Ví como el chaval corría con unos papeles enrollados en la mano, por la acera opuesta a la mía. Por un momento me dieron ganas de enganchar el rollo de papeles y buscar la meta por algún lado, o en su defecto pasar el testigo a otro.
Nunca había visto correr tanto a un tipo trajeado. La corbata se movía en ondas hacía detrás como si fuera la lengua de un perro. ¡Debí de hacer una foto!, tanto móvil para luego nada.
"¿Dónde irá?" todos lo pensábamos, incluso un par de abuelillas se pararon a mirar. Yo tenía la certeza de que su jefe se había enterado de que robaba folios de la oficina, y huía en dirección a México. Las abuelillas (aún a riesgo de parecer mala malísima), creo que esperaban a que la policía le hiciera un placaje estilo rugby ¡yija!, para luego poder contarlo en la peluquería.
El momento álgido llegó, cuando atravesó la carretera cual kamikaze. Me gustaría poder haber tenido una bolsa de pipas, porque aquello se estaba poniendo interesante: pitazos, frenazos, insultos. El cabreo era tan grande, que un taxista casi se tira por la ventanilla intentando hacerle un corte de mangas.
Pasó por mi lado a la velocidad con que una tostadora escupe cuando le das al STOP. Su cara era lo más parecido a un "rojo semáforo", y su frente tenía tanto sudor, que si le llega a caer una bolsita de "manzanilla Hornimans" habría hecho una infusión en segundos.
Me giré, vi la luz, la respuesta al acertijo: UN AUTOBÚS URBANO.
El autobusero estaba aparcado en doble fila, está claro que vio al chaval trajeado, con cara de tomate, testigo en mano, corbata ondeande y frente chorreante, pero no le importó.
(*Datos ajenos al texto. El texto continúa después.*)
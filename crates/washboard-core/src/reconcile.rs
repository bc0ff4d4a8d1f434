//! The reconciliation state machine.
//!
//! [`reconcile`] merges a partial update into a machine view-model and
//! returns side-effect intents for the caller to execute. It is total over
//! its input domain: no update, however partial, makes it panic or return
//! an error. Field-level last-write-wins; absent fields never overwrite
//! known values.

use washboard_proto::MachineStatus;

use crate::{Machine, MachineId, MachineUpdate, SubscriptionUpdate};

/// Side-effect intents produced by reconciliation.
///
/// Reconciliation itself never performs I/O; the application layer turns
/// these into service calls and store writes.
#[derive(Debug, Clone, PartialEq, Eq)]
pub enum ReconcileEffect {
    /// The machine finished while individually subscribed: the subscription
    /// has served its purpose, cancel it server-side (fire-and-forget).
    CancelIndividual(MachineId),
    /// The machine finished while the room-wide subscription was active:
    /// a slot has freed up, deactivate room mode and restore any suspended
    /// individual subscriptions.
    DeactivateRoom,
}

/// Merge `update` into `machine` and return the side-effect intents.
///
/// `room_active` is the injected room-subscription flag; it is read here
/// only to decide whether a `Finished` transition deactivates room mode.
///
/// Rules, in order:
///
/// 1. A present status replaces the stored status.
/// 2. Timer fields apply only as a pair; a half-present pair leaves both
///    stored fields unchanged. Stored fields are never nulled out; the
///    projection hides stale timers when the machine is not operating.
/// 3. Subscription state changes only on an explicit boolean.
/// 4. A transition into `Finished` emits at most one `CancelIndividual`
///    (guarded by the subscription flag it clears) and at most one
///    `DeactivateRoom` per room activation (guarded by `room_active`,
///    which the caller flips before the next message is dispatched).
pub fn reconcile(
    machine: &mut Machine,
    update: &MachineUpdate,
    room_active: bool,
) -> Vec<ReconcileEffect> {
    debug_assert_eq!(machine.id, update.id, "update routed to wrong machine");

    if let Some(status) = update.status {
        machine.status = status;
    }

    if let (Some(remaining), Some(elapsed)) = (update.remaining_minutes, update.elapsed_minutes) {
        machine.remaining_minutes = Some(remaining);
        machine.elapsed_minutes = Some(elapsed);
    }

    machine.locally_subscribed = update.subscribed.apply(machine.locally_subscribed);

    let mut effects = Vec::new();
    if update.status == Some(MachineStatus::Finished) {
        if machine.locally_subscribed {
            // Optimistic local clear; the server call may still fail, which
            // is logged and not surfaced.
            machine.locally_subscribed = false;
            effects.push(ReconcileEffect::CancelIndividual(machine.id));
        }
        if room_active {
            effects.push(ReconcileEffect::DeactivateRoom);
        }
    }
    effects
}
Justo cuando nuestro kamikaze particular llegaba a la puerta del autobús, este se puso en marcha ¿y a que no sabéis qué? sí, efectivamente, salió corriendo detrás del autobús. Se que es surrealista porque uno corría, el otro no frenaba y los demás pitaban, pero allí estaba él, hasta que no pudo más y se paró en seco, sujetando sus rodillas como si se fuesen a partir.
¡Uy! pobre, todos nos quedamos defraudados. Si hubiese corrido un poco más, se podría haber enganchado al espejo retrovisor del autobús. ¡Mechachis! tirando sobrepeso (chaqueta, corbata, camisa, pantalones...) estoy segura de que hubiese llegado, y si no, pues, nos habría alegrado el día ¡sobre todo a las abuelillas!.
En fin, autobusero, eres un poco mamoncete, eso no se hace. Espero que algún día vayas a comprar pescadilla y la señora o señor que esté delante de ti se lleve la ultima. Ale, eso por malo.